Le nom est lâché, et il pèse lourd. Alors qu’Achraf Hakimi vient d’être renvoyé devant la justice pour viol — une accusation qu’il conteste fermement —, l’avocate du joueur a évoqué la présence probable d’un témoin de premier plan à l’audience : Kylian Mbappé.
Reprenons depuis le début. Le vendredi 19 juin, la chambre de l’instruction de la cour d’appel de Versailles a confirmé le renvoi du défenseur du Paris Saint-Germain devant la cour criminelle départementale des Hauts-de-Seine. En clair : il sera jugé. Les faits reprochés remontent à 2023, le joueur de 27 ans a toujours nié, et le procès est attendu pour 2027. Voilà pour le cadre, posé par la justice elle-même.
C’est dans ce contexte que Me Fanny Colin, conseil d’Hakimi, s’est exprimée sur BFM TV. Selon elle, le capitaine des Bleus — proche du Parisien — sera selon toute vraisemblance appelé à la barre. « Je pense qu’il sera cité comme témoin au procès, bien sûr », a-t-elle déclaré. Mbappé n’est pas un inconnu du dossier : il avait déjà été entendu durant l’enquête, dès 2023.
Pourquoi sa parole compte-t-elle autant ? La réponse tient à une histoire d’interprétation. D’après l’avocate, l’attaquant du Real Madrid aurait livré aux enquêteurs une version qu’il estime ensuite avoir été mal comprise par le magistrat instructeur. Mbappé aurait alors tenu à préciser, en substance, que son propos avait été déformé — ni ce qu’il avait dit, ni ce qu’il voulait dire, selon les termes rapportés par sa défense. Ou plutôt, par la défense d’Hakimi, puisque c’est elle, et elle seule, qui porte aujourd’hui ce récit sur la place publique.
Nuance essentielle. Tout ce qui précède émane des avocats de l’accusé. Ce n’est ni la position du parquet, ni celle de la partie civile, ni une déclaration récente de Mbappé lui-même. La présomption d’innocence demeure entière pour Achraf Hakimi, tant qu’aucune décision définitive n’a été rendue.
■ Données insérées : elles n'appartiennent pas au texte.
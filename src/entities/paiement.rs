use chrono::{DateTime, NaiveDate, Utc};
use rust_decimal::Decimal;
use sea_orm::entity::prelude::*;
use serde::{Deserialize, Serialize};

#[derive(
    Clone,
    Copy,
    Debug,
    PartialEq,
    Eq,
    Hash,
    EnumIter,
    DeriveActiveEnum,
    Serialize,
    Deserialize,
    strum::Display,
    strum::EnumString,
)]
#[sea_orm(rs_type = "String", db_type = "String(StringLen::N(32))")]
#[serde(rename_all = "SCREAMING_SNAKE_CASE")]
#[strum(serialize_all = "SCREAMING_SNAKE_CASE")]
pub enum ModePaiement {
    #[sea_orm(string_value = "ESPECES")]
    Especes,
    #[sea_orm(string_value = "VIREMENT")]
    Virement,
    #[sea_orm(string_value = "CHEQUE")]
    Cheque,
    #[sea_orm(string_value = "MOBILE_MONEY")]
    MobileMoney,
}

/// Payment applied against one invoice. Rows are never updated; an erroneous
/// payment is deleted and recorded again.
#[derive(Clone, Debug, PartialEq, Eq, DeriveEntityModel, Serialize, Deserialize)]
#[sea_orm(table_name = "paiements")]
pub struct Model {
    #[sea_orm(primary_key, auto_increment = false)]
    pub id: Uuid,
    pub numero: String,
    pub facture_id: Uuid,
    pub client_id: Uuid,
    pub montant: Decimal,
    pub mode: ModePaiement,
    pub reference: Option<String>,
    pub date_paiement: NaiveDate,
    pub version: i32,
    pub created_at: DateTime<Utc>,
}

#[derive(Copy, Clone, Debug, EnumIter, DeriveRelation)]
pub enum Relation {
    #[sea_orm(
        belongs_to = "super::facture::Entity",
        from = "Column::FactureId",
        to = "super::facture::Column::Id"
    )]
    Facture,
}

impl Related<super::facture::Entity> for Entity {
    fn to() -> RelationDef {
        Relation::Facture.def()
    }
}

impl ActiveModelBehavior for ActiveModel {}

super::document_entity!("PAY");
Le calendrier, lui, ne joue pas en faveur de la sérénité du joueur. Le défenseur dispute actuellement la Coupe du monde 2026 avec le Maroc. Difficile, dans ces conditions, de faire totalement abstraction d’une procédure qui le suivra jusqu’en 2027 — sur le terrain comme en dehors. Sur les réseaux sociaux, l’intéressé a redit son innocence.
Reste une certitude, à ce stade : la cour d’appel a estimé qu’il existait « des charges suffisantes » pour justifier la tenue d’un procès. Une formule juridique, sobre, mais qui acte une étape. Le dossier suivra désormais son cours devant la cour criminelle.
Quant à Kylian Mbappé, son éventuelle convocation transformerait l’audience en moment hautement scruté. Témoin, et rien d’autre — il n’est mis en cause à aucun titre dans cette affaire. Son rôle se limiterait à éclairer la justice sur une conversation passée. Le reste appartiendra aux juges, et à eux seuls.